The _actual sequences_ are as follows:

    5'-[end of HA]-AGGCGGCCGC-[16 X N barcode]-3'
    
or 

    5'-[end of NA]-AGGCGGCCGC-[16 X N barcode]-3'
    
The end of NA is:

    ...CACGATAGATAAATAATAGTGCACCAT
    
The end of HA is:

    ...CCGGATTTGCATATAATGATGCACCAT
    
The _sequencing reads_ (located in the FASTQ file) are from the reverse end of these actual sequences, so the first thing in the sequencing reads is the reverse complement of the barcode followed by the reverse complement of the constant sequence, etc.
The reads can originate from **either** HA or NA, and that will be distinguished by the most 3' end of the read.
But in our example exercise in class, we did not distinguish among reads matching to HA and NA, as we didn't even look far enough into the read to tell the identity.

For the homework, your goal is to write code that extends the material from lectures 8 and 9 to also distinguish between HA and NA.
This homework can be completed almost entirely by re-using code from lecture 9. You will need to set up your analysis to do the following:
 1. Get the reverse complement of each read.
 2. Determine if it matches the expected pattern for HA and NA, and if so which one.
 3. If it matches, extract the barcode and add it to a dictionary to keep track of counts.
 4. Determine the number and distribution of barcodes for HA and NA separately.

Please include code to address each of the following questions.

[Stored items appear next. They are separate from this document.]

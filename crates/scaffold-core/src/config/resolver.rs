//! Flag / prompt / default resolution
//!
//! `resolve` is the single place where precedence is decided: an explicit
//! flag always wins over an interactive answer, and an interactive answer
//! always wins over a computed default. Fields resolve in dependency order:
//! app name, description, author name, and email have no dependencies; the
//! GitHub user default reads the email; the repository default reads the app
//! name; the homepage default reads the GitHub user and repository.

use crate::config::author::Author;
use crate::config::{guess, kebab_case, validate::validate_app_name};
use crate::error::ScaffoldError;
use anyhow::Result;
use std::path::{Path, PathBuf};
use url::Url;

/// Default description used when neither flag nor answer supplies one.
pub const DEFAULT_DESCRIPTION: &str = "An Insight Toolkit (ITK) app";

/// Command-line flags, one `Option` per field. `None` means "ask".
#[derive(Debug, Clone, Default)]
pub struct RawOptions {
    /// Absolute destination directory for the scaffold.
    pub destination: PathBuf,
    pub app_name: Option<String>,
    pub description: Option<String>,
    pub author: Option<String>,
    pub email: Option<String>,
    pub homepage: Option<String>,
    pub github_user: Option<String>,
    pub repo: Option<String>,
}

impl RawOptions {
    pub fn new(destination: impl Into<PathBuf>) -> Self {
        Self {
            destination: destination.into(),
            ..Self::default()
        }
    }
}

/// One interactive question: prompt text, computed default, and an optional
/// validator used by interactive sources to re-ask on bad input.
pub struct Question {
    pub name: &'static str,
    pub prompt: &'static str,
    pub default: String,
    pub validator: Option<fn(&str) -> Result<(), String>>,
}

/// Where answers for unset flags come from. The TUI implements this with
/// cliclack prompts; `DefaultsSource` implements the non-interactive path.
pub trait QuestionSource {
    fn ask(&mut self, question: &Question) -> Result<String>;
}

/// Accepts every computed default without asking (`--yes` mode).
pub struct DefaultsSource;

impl QuestionSource for DefaultsSource {
    fn ask(&mut self, question: &Question) -> Result<String> {
        Ok(question.default.clone())
    }
}

/// Fully resolved configuration. Immutable once produced; every downstream
/// component receives it by reference and nothing is asked later.
#[derive(Debug, Clone)]
pub struct ResolvedConfig {
    pub destination: PathBuf,
    pub app_name: String,
    pub description: String,
    pub author: Author,
    pub github_user: String,
    pub repo: String,
    pub homepage: String,
}

impl ResolvedConfig {
    /// Path of the generated project's manifest.
    pub fn manifest_path(&self) -> PathBuf {
        self.destination.join("package.json")
    }

    /// Clone URL written into the manifest's `repository.url` field.
    pub fn repository_url(&self) -> String {
        format!(
            "git+https://github.com/{}/{}.git",
            self.github_user, self.repo
        )
    }
}

/// Resolve all fields into one `ResolvedConfig`.
///
/// An app name supplied via flag that fails package-name validation aborts
/// immediately with `InvalidConfiguration`; interactive sources re-ask via
/// the question's validator instead.
pub fn resolve(options: &RawOptions, source: &mut dyn QuestionSource) -> Result<ResolvedConfig> {
    let app_name = match &options.app_name {
        Some(name) => {
            check_app_name(name)?;
            name.clone()
        }
        None => {
            let answer = source.ask(&Question {
                name: "appName",
                prompt: "App name:",
                default: default_app_name(&options.destination),
                validator: Some(validate_app_name),
            })?;
            // Interactive sources already validated; defaults may not be.
            check_app_name(&answer)?;
            answer
        }
    };

    let description = resolve_field(&options.description, source, "desc", "Description of app:", || {
        DEFAULT_DESCRIPTION.to_string()
    })?;

    let author_name = resolve_field(&options.author, source, "author", "Author's full name:", || {
        guess::guess_author_name().unwrap_or_default()
    })?;

    let email = resolve_field(&options.email, source, "email", "Author's email address:", || {
        guess::guess_email().unwrap_or_default()
    })?;

    let github_user = resolve_field(&options.github_user, source, "user", "GitHub user or org name:", || {
        guess::guess_github_user(&email).unwrap_or_default()
    })?;

    let repo = resolve_field(&options.repo, source, "repo", "Repository name:", || {
        app_name.clone()
    })?;

    let homepage = resolve_field(&options.homepage, source, "homepage", "Homepage:", || {
        default_homepage(&github_user, &repo)
    })?;

    Ok(ResolvedConfig {
        destination: options.destination.clone(),
        app_name,
        description,
        author: Author::new(author_name).with_email(email),
        github_user,
        repo,
        homepage,
    })
}

fn check_app_name(name: &str) -> Result<(), ScaffoldError> {
    validate_app_name(name).map_err(|reason| {
        ScaffoldError::InvalidConfiguration(format!("app name '{}': {}", name, reason))
    })
}

fn resolve_field(
    flag: &Option<String>,
    source: &mut dyn QuestionSource,
    name: &'static str,
    prompt: &'static str,
    default: impl FnOnce() -> String,
) -> Result<String> {
    if let Some(value) = flag {
        return Ok(value.clone());
    }

    source.ask(&Question {
        name,
        prompt,
        default: default(),
        validator: None,
    })
}

fn default_app_name(destination: &Path) -> String {
    let basename = destination
        .file_name()
        .map(|n| n.to_string_lossy().into_owned())
        .unwrap_or_default();
    kebab_case(&basename)
}

fn default_homepage(user: &str, repo: &str) -> String {
    let raw = format!("https://github.com/{}/{}", user, repo);
    Url::parse(&raw).map(String::from).unwrap_or(raw)
}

Please include code comments to explain what your code is attempting to accomplish. Don't forget to include references to the sources you used to obtain your answer, including your classmates (if you are working in groups).  

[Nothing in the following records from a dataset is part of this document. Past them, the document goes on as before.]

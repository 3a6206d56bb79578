//! CLI prompts using cliclack (Charm-style inline prompts)
//!
//! This module is optional and only available when the `tui` feature is enabled.

#[cfg(feature = "tui")]
mod prompts;

#[cfg(feature = "tui")]
pub use prompts::{run, PromptSource};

1. How many reads map to HA, and how many reads map to NA?

In [54]:
import re
import Bio.SeqIO #these two lines of code get the necessary packages

def reverse_complement(seq, unk_partner = 'N'): #Defining a function to create the reverse transcript of our input sequence
    base_partner = {'A':'T', 'T':'A', 'C':'G', 'G':'C'} #defining the base partners
    rseq = ''#defining the "for" loop that finds a reverse transcription partner and adds, in reverse, to the growing reverse complement
    for a in seq: 
        if a in base_partner:
            pair = base_partner[a]
            rseq = pair + rseq
        else: #the else component of the for loop that accounts for non-defined partners covered by the above statement.
            rseq = unk_partner + rseq
    return rseq

seqreads = list(Bio.SeqIO.parse('barcodes_R1.fastq', 'fastq')) #Downloading the appropriate package of sequence reads using BioPython
seqreads_str = [] #Creating an empty list to throw sequence reads into
for seqrecord in seqreads: #For loop populating the liste we created above with individual seq reads
    seqreads_str.append(str(seqrecord.seq))

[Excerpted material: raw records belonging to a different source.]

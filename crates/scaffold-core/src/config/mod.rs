//! Configuration resolution
//!
//! This module turns command-line flags plus (optionally) interactive
//! answers into one immutable `ResolvedConfig`. Precedence per field:
//! explicit flag > interactive answer > computed default.

pub mod author;
pub mod guess;
pub mod resolver;
pub mod validate;

pub use author::Author;
pub use resolver::{
    resolve, DefaultsSource, Question, QuestionSource, RawOptions, ResolvedConfig,
};
pub use validate::validate_app_name;

/// Convert a string to kebab-case: camelCase humps and any run of
/// non-alphanumeric characters become single `-` separators.
pub fn kebab_case(input: &str) -> String {
    let mut out = String::with_capacity(input.len());
    let mut prev_lower = false;
    let mut pending_sep = false;

    for ch in input.chars() {
        if ch.is_alphanumeric() {
            let boundary = pending_sep || (ch.is_uppercase() && prev_lower);
            if boundary && !out.is_empty() {
                out.push('-');
            }
            for low in ch.to_lowercase() {
                out.push(low);
            }
            prev_lower = ch.is_lowercase() || ch.is_numeric();
            pending_sep = false;
        } else {
            pending_sep = true;
        }
    }

    out
}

def read_HANA(seqread, bclen, downstream='AGGCGGCCGC'): #Creating a function using a regular expression to stratify sequences by a sequence, in this case the 27 nucleotide sequence before the shared common region
    reverse = reverse_complement(seqread) #Use our function defined above to get the reverse complement of a sequence
    HANA_pattern = re.compile(f"(?P<HANA>[ATCGN]{{{bclen}}})"+downstream) #A modified version of what we used in class, re-arranged to look at the sequence before the common region
    match = HANA_pattern.search(reverse) #A search function that looks for whatever pattern we define
    if match:
        HANA = match.group('HANA') #If there is a match, create a new grouping for that match
        return HANA
    else:
        return None
HANA_counts = {} #Create a dictionary for our groups defined above to be sorted into
n_invalid = 0 #Create a bucket for invalid reads

for seq in seqreads_str: # Apply the function defined above to the list of sequences to pull out the 27 nucleotide sequences before the shared common region
    HANA = read_HANA(seq, bclen = 27) #set the length probed to 27 nucleotides
    if HANA: # If there is a valid range of 27 nucleotides...
        if HANA in HANA_counts: #If the nucleotide sequence already exists in the dictionary, increase its count by one
            HANA_counts[HANA] += 1
        else: #If the nucleotide sequence does not exist in the dictionary, create it and set its count to 1
            HANA_counts[HANA] = 1
    else: # otherwise, add it to the count of invalid reads
        n_invalid += 1

print(f"The number of reads that mapped to NA were {HANA_counts['CACGATAGATAAATAATAGTGCACCAT']}") #print the number of NA & HA counts 
print(f"The number of reads that mapped to HA were {HANA_counts['CCGGATTTGCATATAATGATGCACCAT']}")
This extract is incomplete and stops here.